An all-girl school program helps girls of color thrive and learn

Lee Romney
/
KALW News
Florida’s grandmother takes a photo at the EMERGE graduation as the 16-year-old stands to receive her high school diploma.";

In a crowded meeting hall in Oakland’s Preservation Park on a recent Wednesday, five teenage girls are about to receive their high school diplomas from a new program called EMERGE.

Balloons and confetti are everywhere, and a buffet table at the back room beckons with catered platters of barbequed chicken, candied yams, and greens.

“We want everybody to feel nourished and feel full. So please help yourself to some food,” the evening’s emcee tells families and friends here to see the girls receive their high school diplomas.

Up until now, these girls’ experiences with school have been fraught. Nearly all the teens who come to EMERGE have suffered trauma on the streets or at home. Many have cycled in and out of juvenile hall or the foster care system.

“A number of the girls are commercially sexually exploited or at risk of being that,” says Celsa Snead, executive director of The Mentoring Center, the nonprofit that runs EMERGE day-to-day. “A lot of the girls have difficult family circumstances. A lot of them can’t go home or don’t have a home to go to.”

We’ve all heard about the struggles that many African American boys face nationwide: Getting suspended and expelled from school, losing faith in themselves and winding up in trouble. It’s known as the school to prison pipeline.

Girls of color — particularly black girls — grow up with similar challenges and biases in the classroom. They’re kicked out of school at higher rates than other girls. Quite a few wind up in jail.

 

But here at EMERGE, these girls are starting to get the kind of targeted attention that advocates say they need to believe in themselves and thrive.

Credit Lee Romney
Celsa Snead, executive director of The Mentoring Center, in Oakland, signs Florida’s high school diploma before the graduation ceremony on June 13, 2018.

So tonight’s a big deal. It’s the third graduation for this small program that is poised for expansion.

Before she makes herself a plate, 16-year-old Florida explains what got her here, and how EMERGE has transformed her future. She’s beaming in her black cap and gown, with a colorful flower lei around her neck.

(We’re only using Florida’s first name because she’s involved in the legal system.)

“I was in and out of jail. So my grandma wouldn’t have thought this day would really come.” she says. “I just feel so proud of myself because I done been through so much.”

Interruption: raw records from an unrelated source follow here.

//! Embedded in-memory vector store.
//!
//! Brute-force cosine similarity over a map. Not for production sizes, but it
//! honors the same scoping contract as the remote backends, which makes it
//! the reference implementation for tenancy behavior in tests.

use async_trait::async_trait;
use std::collections::HashMap;
use std::sync::RwLock;

use sarthi_core::error::{SarthiError, SarthiResult};
use sarthi_core::traits::{VectorRecord, VectorSearchResult, VectorStore};
use sarthi_core::types::ChunkFilter;

/// In-memory vector store for local runs and tests.
#[derive(Default)]
pub struct MemoryVectorStore {
    records: RwLock<HashMap<String, VectorRecord>>,
}

impl MemoryVectorStore {
    pub fn new() -> Self {
        Self::default()
    }

    /// Number of stored vectors, across all scopes.
    pub fn len(&self) -> usize {
        self.records.read().expect("store lock poisoned").len()
    }

    pub fn is_empty(&self) -> bool {
        self.len() == 0
    }

    fn cosine_similarity(a: &[f32], b: &[f32]) -> f32 {
        if a.len() != b.len() || a.is_empty() {
            return 0.0;
        }
        let dot: f32 = a.iter().zip(b.iter()).map(|(x, y)| x * y).sum();
        let norm_a: f32 = a.iter().map(|x| x * x).sum::<f32>().sqrt();
        let norm_b: f32 = b.iter().map(|x| x * x).sum::<f32>().sqrt();
        if norm_a == 0.0 || norm_b == 0.0 {
            return 0.0;
        }
        dot / (norm_a * norm_b)
    }
}

#[async_trait]
impl VectorStore for MemoryVectorStore {
    async fn upsert(&self, records: Vec<VectorRecord>) -> SarthiResult<()> {
        let mut map = self
            .records
            .write()
            .map_err(|_| SarthiError::vector_store("store lock poisoned"))?;
        for record in records {
            map.insert(record.id.clone(), record);
        }
        Ok(())
    }

    async fn search(
        &self,
        query_vector: &[f32],
        limit: usize,
        filter: &ChunkFilter,
    ) -> SarthiResult<Vec<VectorSearchResult>> {
        let map = self
            .records
            .read()
            .map_err(|_| SarthiError::vector_store("store lock poisoned"))?;

        let mut scored: Vec<VectorSearchResult> = map
            .values()
            .filter(|record| filter.matches(&record.payload))
            .map(|record| VectorSearchResult {
                id: record.id.clone(),
                score: Self::cosine_similarity(query_vector, &record.vector),
                payload: record.payload.clone(),
            })
            .collect();

        scored.sort_by(|a, b| b.score.partial_cmp(&a.score).unwrap_or(std::cmp::Ordering::Equal));
        scored.truncate(limit);
        Ok(scored)
    }

    async fn delete_by_filter(&self, filter: &ChunkFilter) -> SarthiResult<()> {
        let mut map = self
            .records
            .write()
            .map_err(|_| SarthiError::vector_store("store lock poisoned"))?;
        map.retain(|_, record| !filter.matches(&record.payload));
        Ok(())
    }
}

#[cfg(test)]
mod tests {
    use super::*;
    use serde_json::json;

    fn record(id: &str, vector: Vec<f32>, owner: &str, frame: &str, material: &str) -> VectorRecord {
        let mut payload = HashMap::new();
        payload.insert("user_id".to_string(), json!(owner));
        payload.insert("frame_id".to_string(), json!(frame));
        payload.insert("material_id".to_string(), json!(material));
        payload.insert("text".to_string(), json!(format!("chunk {}", id)));
        VectorRecord::new(id, vector, payload)
    }

    #[tokio::test]
    async fn search_ranks_by_cosine_similarity() {
        let store = MemoryVectorStore::new();
        store
            .upsert(vec![
                record("a", vec![1.0, 0.0], "u1", "f1", "m1"),
                record("b", vec![0.0, 1.0], "u1", "f1", "m1"),
                record("c", vec![0.7, 0.7], "u1", "f1", "m1"),
            ])
            .await
            .unwrap();

        let filter = ChunkFilter::frame("u1", "f1");
        let results = store.search(&[1.0, 0.0], 2, &filter).await.unwrap();
        assert_eq!(results.len(), 2);
        assert_eq!(results[0].id, "a");
        assert_eq!(results[1].id, "c");
    }

    #[tokio::test]
    async fn search_never_crosses_tenant_scope() {
        let store = MemoryVectorStore::new();
        store
            .upsert(vec![
                record("mine", vec![1.0, 0.0], "u1", "f1", "m1"),
                record("other-owner", vec![1.0, 0.0], "u2", "f1", "m1"),
                record("other-frame", vec![1.0, 0.0], "u1", "f2", "m1"),
            ])
            .await
            .unwrap();

        let filter = ChunkFilter::frame("u1", "f1");
        let results = store.search(&[1.0, 0.0], 10, &filter).await.unwrap();
        assert_eq!(results.len(), 1);
        assert_eq!(results[0].id, "mine");
    }

    #[tokio::test]
    async fn delete_by_filter_is_scoped_to_material() {
        let store = MemoryVectorStore::new();
        store
            .upsert(vec![
                record("a", vec![1.0, 0.0], "u1", "f1", "m1"),
                record("b", vec![1.0, 0.0], "u1", "f1", "m2"),
            ])
            .await
            .unwrap();

        store
            .delete_by_filter(&ChunkFilter::material("u1", "f1", "m1"))
            .await
            .unwrap();
        assert_eq!(store.len(), 1);

        let filter = ChunkFilter::frame("u1", "f1");
        let results = store.search(&[1.0, 0.0], 10, &filter).await.unwrap();
        assert_eq!(results[0].id, "b");
    }

    #[tokio::test]
    async fn upsert_overwrites_by_id() {
        let store = MemoryVectorStore::new();
        store
            .upsert(vec![record("a", vec![1.0, 0.0], "u1", "f1", "m1")])
            .await
            .unwrap();
        store
            .upsert(vec![record("a", vec![0.0, 1.0], "u1", "f1", "m1")])
            .await
            .unwrap();
        assert_eq!(store.len(), 1);
    }
}
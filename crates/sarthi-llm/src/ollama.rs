//! Ollama chat provider implementation.

use async_trait::async_trait;

use sarthi_core::error::{SarthiError, SarthiResult};
use sarthi_core::traits::{ChatLlm, LlmConfig, TokenStream};
use sarthi_core::types::{ChatRole, Turn};

#[cfg(feature = "ollama")]
use futures::StreamExt;
#[cfg(feature = "ollama")]
use ollama_rs::{
    generation::chat::{ChatMessage, ChatMessageRequest, MessageRole as OllamaRole},
    Ollama,
};

/// Ollama chat provider.
pub struct OllamaLlm {
    #[cfg(feature = "ollama")]
    client: Ollama,
    config: LlmConfig,
}

impl OllamaLlm {
    /// Create a new Ollama chat provider.
    pub fn new(config: LlmConfig) -> SarthiResult<Self> {
        let base_url = config
            .base_url
            .clone()
            .unwrap_or_else(|| "http://localhost:11434".to_string());

        let url = url::Url::parse(&base_url)
            .map_err(|e| SarthiError::Configuration(format!("Invalid Ollama URL: {}", e)))?;

        #[cfg(feature = "ollama")]
        let client = {
            let host = url.host_str().unwrap_or("localhost").to_string();
            let port = url.port().unwrap_or(11434);
            Ollama::new(format!("http://{}", host), port)
        };

        #[cfg(not(feature = "ollama"))]
        let _ = url;

        let mut config = config;
        if config.model.is_empty() {
            config.model = "llama3.1:8b".to_string();
        }

        Ok(Self {
            #[cfg(feature = "ollama")]
            client,
            config,
        })
    }

    #[cfg(feature = "ollama")]
    fn turn_to_ollama(turn: &Turn) -> ChatMessage {
        let role = match turn.role {
            ChatRole::System => OllamaRole::System,
            ChatRole::User => OllamaRole::User,
            ChatRole::Assistant => OllamaRole::Assistant,
        };
        ChatMessage::new(role, turn.content.clone())
    }
}

#[async_trait]
impl ChatLlm for OllamaLlm {
    #[cfg(feature = "ollama")]
    async fn generate(&self, turns: &[Turn]) -> SarthiResult<String> {
        let messages: Vec<ChatMessage> = turns.iter().map(Self::turn_to_ollama).collect();
        let request = ChatMessageRequest::new(self.config.model.clone(), messages);

        let response = self
            .client
            .send_chat_messages(request)
            .await
            .map_err(|e| SarthiError::generation(format!("Ollama API error: {}", e)))?;

        Ok(response.message.content)
    }

    #[cfg(not(feature = "ollama"))]
    async fn generate(&self, _turns: &[Turn]) -> SarthiResult<String> {
        Err(SarthiError::Configuration(
            "Ollama feature not enabled. Enable the 'ollama' feature.".to_string(),
        ))
    }

    #[cfg(feature = "ollama")]
    async fn stream_chat(&self, turns: &[Turn]) -> SarthiResult<TokenStream> {
        let messages: Vec<ChatMessage> = turns.iter().map(Self::turn_to_ollama).collect();
        let request = ChatMessageRequest::new(self.config.model.clone(), messages);

        let stream = self
            .client
            .send_chat_messages_stream(request)
            .await
            .map_err(|e| SarthiError::generation(format!("Ollama API error: {}", e)))?;

        let tokens = stream.filter_map(|item| async move {
            match item {
                Ok(response) => {
                    let token = response.message.content;
                    if token.is_empty() {
                        None
                    } else {
                        Some(Ok(token))
                    }
                }
                Err(_) => Some(Err(SarthiError::generation("Ollama stream error"))),
            }
        });

        Ok(Box::pin(tokens))
    }

    #[cfg(not(feature = "ollama"))]
    async fn stream_chat(&self, _turns: &[Turn]) -> SarthiResult<TokenStream> {
        Err(SarthiError::Configuration(
            "Ollama feature not enabled. Enable the 'ollama' feature.".to_string(),
        ))
    }

    fn model_name(&self) -> &str {
        &self.config.model
    }
}
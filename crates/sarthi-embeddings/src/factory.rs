//! Factory for creating embedding providers.

use std::sync::Arc;

use sarthi_core::error::SarthiResult;
use sarthi_core::traits::{Embedder, EmbedderConfig, EmbedderProvider};

use crate::ollama::OllamaEmbedder;
use crate::openai::OpenAIEmbedder;

/// Factory for creating embedding providers.
pub struct EmbedderFactory;

impl EmbedderFactory {
    /// Create an embedder from the given configuration.
    pub fn create(config: EmbedderConfig) -> SarthiResult<Arc<dyn Embedder>> {
        match config.provider {
            EmbedderProvider::OpenAI => {
                let embedder = OpenAIEmbedder::new(config)?;
                Ok(Arc::new(embedder))
            }
            EmbedderProvider::Ollama => {
                let embedder = OllamaEmbedder::new(config)?;
                Ok(Arc::new(embedder))
            }
        }
    }

    /// Create an OpenAI embedder with default configuration.
    pub fn openai() -> SarthiResult<Arc<dyn Embedder>> {
        Self::create(EmbedderConfig::default())
    }

    /// Create an OpenAI embedder with a specific model.
    pub fn openai_with_model(
        model: impl Into<String>,
        dims: usize,
    ) -> SarthiResult<Arc<dyn Embedder>> {
        let config = EmbedderConfig {
            model: model.into(),
            embedding_dims: dims,
            ..Default::default()
        };
        Self::create(config)
    }

    /// Create an Ollama embedder with a specific model.
    pub fn ollama_with_model(
        model: impl Into<String>,
        dims: usize,
    ) -> SarthiResult<Arc<dyn Embedder>> {
        let config = EmbedderConfig {
            provider: EmbedderProvider::Ollama,
            model: model.into(),
            embedding_dims: dims,
            ..Default::default()
        };
        Self::create(config)
    }
}
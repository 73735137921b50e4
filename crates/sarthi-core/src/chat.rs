//! Chat orchestrator: retrieval-augmented streaming conversation turns.
//!
//! Per request, strictly ordered: persist the user turn, load the history
//! window, decide retrieval, open the LLM stream, forward tokens while
//! accumulating, persist the assistant turn once the stream ends.

use std::sync::Arc;

use futures::StreamExt;
use tokio::sync::mpsc;
use tokio_stream::wrappers::ReceiverStream;
use tracing::{error, info, warn};

use crate::config::ChatConfig;
use crate::error::{SarthiError, SarthiResult};
use crate::gate::should_retrieve;
use crate::index::ChunkIndex;
use crate::prompts;
use crate::traits::{ChatLlm, MaterialStore, MessageStore, TokenStream};
use crate::types::{ChatRole, ChunkFilter, Turn};

/// One chat request against a frame.
#[derive(Debug, Clone)]
pub struct ChatRequest {
    pub owner_id: String,
    pub frame_id: String,
    pub query: String,
    /// Whether the caller opted into retrieval augmentation.
    pub rag_enabled: bool,
}

/// Lifecycle events surfaced to an observer alongside the token sequence.
#[derive(Debug, Clone)]
pub enum ChatEvent {
    /// A token arrived from the provider.
    TokenReceived { token: String },
    /// The stream finished; carries the full accumulated answer.
    Completed { full_text: String },
}

/// Optional side-channel for per-token and lifecycle callbacks. Layered over
/// the primary token sequence without altering it.
pub trait ChatObserver: Send + Sync {
    fn on_token(&self, _token: &str) {}
    fn on_event(&self, _event: &ChatEvent) {}
}

/// Drives one chat turn end to end.
pub struct ChatOrchestrator {
    llm: Arc<dyn ChatLlm>,
    index: Arc<ChunkIndex>,
    messages: Arc<dyn MessageStore>,
    materials: Arc<dyn MaterialStore>,
    config: ChatConfig,
}

impl ChatOrchestrator {
    pub fn new(
        llm: Arc<dyn ChatLlm>,
        index: Arc<ChunkIndex>,
        messages: Arc<dyn MessageStore>,
        materials: Arc<dyn MaterialStore>,
        config: ChatConfig,
    ) -> Self {
        Self {
            llm,
            index,
            messages,
            materials,
            config,
        }
    }

    /// Run one chat turn. Returns the token stream to forward to the caller.
    ///
    /// The user message is persisted before anything else, so the turn is
    /// recorded even if generation fails. If the provider errors before the
    /// first token, the error propagates and no assistant message is written.
    /// If it errors mid-stream, the accumulated partial answer is persisted
    /// before the error is surfaced. A caller that drops the stream stops
    /// receiving tokens, but accumulation and persistence still finish
    /// server-side.
    pub async fn chat_stream(
        &self,
        request: ChatRequest,
        observer: Option<Arc<dyn ChatObserver>>,
    ) -> SarthiResult<TokenStream> {
        self.messages
            .insert(
                &request.frame_id,
                &request.owner_id,
                ChatRole::User,
                &request.query,
            )
            .await?;

        let history = self.load_history(&request).await?;
        let (context, summaries) = self.gather_context(&request).await;
        let turns = prompts::build_chat_turns(&request.query, &context, &summaries, &history);

        // Propagates pre-token failures to the caller directly.
        let provider_stream = self
            .llm
            .stream_chat(&turns)
            .await
            .map_err(|e| SarthiError::generation(e.to_string()))?;

        Ok(self.pipe_and_persist(request, provider_stream, observer))
    }

    /// History window: last N messages, most-recent-first then reversed to
    /// chronological. The just-persisted user turn is dropped from the tail
    /// because the prompt builder appends the query itself.
    async fn load_history(&self, request: &ChatRequest) -> SarthiResult<Vec<Turn>> {
        let rows = self
            .messages
            .recent(&request.frame_id, self.config.history_window)
            .await?;
        let mut history: Vec<Turn> = rows.iter().map(Turn::from).collect();
        if history
            .last()
            .is_some_and(|t| t.role == ChatRole::User && t.content == request.query)
        {
            history.pop();
        }
        Ok(history)
    }

    /// Build the context block and auxiliary summaries. Retrieval is an
    /// enhancement: embedding or store failures degrade to the no-context
    /// block instead of aborting the turn.
    async fn gather_context(&self, request: &ChatRequest) -> (String, String) {
        if !request.rag_enabled || !should_retrieve(&request.query) {
            return (prompts::NO_RETRIEVAL_CONTEXT.to_string(), String::new());
        }

        let summaries = match self
            .materials
            .frame_summaries(&request.owner_id, &request.frame_id)
            .await
        {
            Ok(summaries) => prompts::summaries_block(&summaries),
            Err(e) => {
                warn!(error = %e, "loading material summaries failed");
                String::new()
            }
        };

        let filter = ChunkFilter::frame(&request.owner_id, &request.frame_id);
        let context = match self
            .index
            .search(&request.query, &filter, self.config.top_k)
            .await
        {
            Ok(chunks) => prompts::context_block(&chunks),
            Err(e) => {
                warn!(error = %e, "retrieval failed, continuing without context");
                prompts::NO_RETRIEVAL_CONTEXT.to_string()
            }
        };

        (context, summaries)
    }

    /// Forward provider tokens to the caller while accumulating the full
    /// answer, then persist exactly one assistant message.
    fn pipe_and_persist(
        &self,
        request: ChatRequest,
        mut provider_stream: TokenStream,
        observer: Option<Arc<dyn ChatObserver>>,
    ) -> TokenStream {
        let messages = self.messages.clone();
        let (tx, rx) = mpsc::channel::<Result<String, SarthiError>>(64);

        tokio::spawn(async move {
            let mut full_answer = String::new();
            let mut forwarding = true;

            while let Some(item) = provider_stream.next().await {
                match item {
                    Ok(token) => {
                        full_answer.push_str(&token);
                        if let Some(observer) = &observer {
                            observer.on_token(&token);
                            observer.on_event(&ChatEvent::TokenReceived {
                                token: token.clone(),
                            });
                        }
                        if forwarding && tx.send(Ok(token)).await.is_err() {
                            // Caller went away; keep consuming so the answer
                            // still gets persisted.
                            forwarding = false;
                        }
                    }
                    Err(e) => {
                        let e = SarthiError::generation(e.to_string());
                        if !full_answer.is_empty() {
                            if let Err(persist_err) = messages
                                .insert(
                                    &request.frame_id,
                                    &request.owner_id,
                                    ChatRole::Assistant,
                                    &full_answer,
                                )
                                .await
                            {
                                error!(error = %persist_err, "persisting partial answer failed");
                            } else {
                                warn!("stream failed mid-answer, partial text persisted");
                            }
                        }
                        if forwarding {
                            let _ = tx.send(Err(e)).await;
                        }
                        return;
                    }
                }
            }

            if let Err(e) = messages
                .insert(
                    &request.frame_id,
                    &request.owner_id,
                    ChatRole::Assistant,
                    &full_answer,
                )
                .await
            {
                error!(error = %e, "persisting assistant message failed");
                if forwarding {
                    let _ = tx.send(Err(e)).await;
                }
                return;
            }

            if let Some(observer) = &observer {
                observer.on_event(&ChatEvent::Completed {
                    full_text: full_answer.clone(),
                });
            }
            info!(
                frame_id = %request.frame_id,
                chars = full_answer.len(),
                "chat turn persisted"
            );
        });

        Box::pin(ReceiverStream::new(rx))
    }
}
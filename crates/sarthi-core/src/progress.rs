//! Per-job progress broadcast channel.
//!
//! Fire-and-forget live feedback for UIs: the pipeline emits step events,
//! any number of subscribers listen per job id. Nothing is persisted and
//! subscribers connected after emission miss earlier events. Slow
//! subscribers lag and skip rather than blocking the pipeline.

use serde::{Deserialize, Serialize};
use tokio::sync::broadcast;

/// Default channel capacity.
const DEFAULT_CAPACITY: usize = 1024;

/// Pipeline step a progress event refers to.
#[derive(Debug, Clone, Copy, PartialEq, Eq, Serialize, Deserialize)]
#[serde(rename_all = "snake_case")]
pub enum ProgressStep {
    Started,
    Extracting,
    Chunking,
    Embedding,
    Summarizing,
    Done,
    Failed,
}

impl ProgressStep {
    pub fn as_str(&self) -> &'static str {
        match self {
            ProgressStep::Started => "started",
            ProgressStep::Extracting => "extracting",
            ProgressStep::Chunking => "chunking",
            ProgressStep::Embedding => "embedding",
            ProgressStep::Summarizing => "summarizing",
            ProgressStep::Done => "done",
            ProgressStep::Failed => "failed",
        }
    }
}

/// One progress update for one job.
#[derive(Debug, Clone, Serialize, Deserialize)]
pub struct ProgressEvent {
    pub job_id: String,
    pub step: ProgressStep,
    pub message: String,
}

/// Broadcast bus for progress events.
///
/// One tokio broadcast channel carries all jobs; `subscribe` filters to a
/// single job id. Emission never fails and never blocks; with no listeners
/// events are simply dropped.
pub struct ProgressBus {
    sender: broadcast::Sender<ProgressEvent>,
}

impl ProgressBus {
    pub fn new() -> Self {
        Self::with_capacity(DEFAULT_CAPACITY)
    }

    pub fn with_capacity(capacity: usize) -> Self {
        let (sender, _) = broadcast::channel(capacity);
        Self { sender }
    }

    /// Emit a progress event. Fire-and-forget.
    pub fn emit(&self, job_id: &str, step: ProgressStep, message: impl Into<String>) {
        let event = ProgressEvent {
            job_id: job_id.to_string(),
            step,
            message: message.into(),
        };
        let _ = self.sender.send(event);
    }

    /// Subscribe to the events of one job.
    pub fn subscribe(&self, job_id: &str) -> ProgressSubscriber {
        ProgressSubscriber {
            job_id: job_id.to_string(),
            receiver: self.sender.subscribe(),
        }
    }

    /// Number of live subscribers across all jobs.
    pub fn subscriber_count(&self) -> usize {
        self.sender.receiver_count()
    }
}

impl Default for ProgressBus {
    fn default() -> Self {
        Self::new()
    }
}

impl Clone for ProgressBus {
    fn clone(&self) -> Self {
        Self {
            sender: self.sender.clone(),
        }
    }
}

/// Receives the progress events of a single job, in emission order.
pub struct ProgressSubscriber {
    job_id: String,
    receiver: broadcast::Receiver<ProgressEvent>,
}

impl ProgressSubscriber {
    /// Next event for this job, or `None` once the bus is gone.
    pub async fn recv(&mut self) -> Option<ProgressEvent> {
        loop {
            match self.receiver.recv().await {
                Ok(event) if event.job_id == self.job_id => return Some(event),
                Ok(_) => continue,
                Err(broadcast::error::RecvError::Closed) => return None,
                Err(broadcast::error::RecvError::Lagged(n)) => {
                    tracing::warn!(job_id = %self.job_id, skipped = n, "progress subscriber lagged");
                    continue;
                }
            }
        }
    }
}

#[cfg(test)]
mod tests {
    use super::*;

    #[tokio::test]
    async fn delivers_in_emission_order() {
        let bus = ProgressBus::new();
        let mut sub = bus.subscribe("job-1");

        bus.emit("job-1", ProgressStep::Started, "started");
        bus.emit("job-1", ProgressStep::Extracting, "extracting pdf");
        bus.emit("job-1", ProgressStep::Done, "done");

        assert_eq!(sub.recv().await.unwrap().step, ProgressStep::Started);
        assert_eq!(sub.recv().await.unwrap().step, ProgressStep::Extracting);
        assert_eq!(sub.recv().await.unwrap().step, ProgressStep::Done);
    }

    #[tokio::test]
    async fn filters_to_the_subscribed_job() {
        let bus = ProgressBus::new();
        let mut sub = bus.subscribe("job-a");

        bus.emit("job-b", ProgressStep::Started, "other job");
        bus.emit("job-a", ProgressStep::Started, "mine");

        let event = sub.recv().await.unwrap();
        assert_eq!(event.job_id, "job-a");
        assert_eq!(event.message, "mine");
    }

    #[tokio::test]
    async fn multiple_subscribers_all_receive() {
        let bus = ProgressBus::new();
        let mut one = bus.subscribe("job-1");
        let mut two = bus.subscribe("job-1");

        bus.emit("job-1", ProgressStep::Done, "done");

        assert_eq!(one.recv().await.unwrap().step, ProgressStep::Done);
        assert_eq!(two.recv().await.unwrap().step, ProgressStep::Done);
    }

    #[test]
    fn emitting_without_subscribers_is_fine() {
        let bus = ProgressBus::new();
        bus.emit("job-1", ProgressStep::Failed, "no listeners");
        assert_eq!(bus.subscriber_count(), 0);
    }
}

Florida came to EMERGE this past February. And for the first time in years, she excelled at school. She’s only 16, but she finished all the graduation requirements in a matter of months. She wants to go to a four-year college. But first, she’ll take next year off to work, help her grandmother who raised her, and get ready for the SATs.

Her GPA used to be a abysmally low. But she’s boosted it to a 3.97. Her favorite subject is history. And she’s got big plans.

“My grandma said I was 7 when I started telling her I wanted to become a lawyer, going to the library, getting the biggest books,” she says. “I want to help kids, like an attorney, but working with kids.”

To understand Florida’s transformation, it helps to know a bit about her difficult relationship with school.

Before she even got to first grade, her teachers crafted a special education plan for her — but it wasn’t for a learning disability. It was for emotional disturbance, because her behavior was so disruptive.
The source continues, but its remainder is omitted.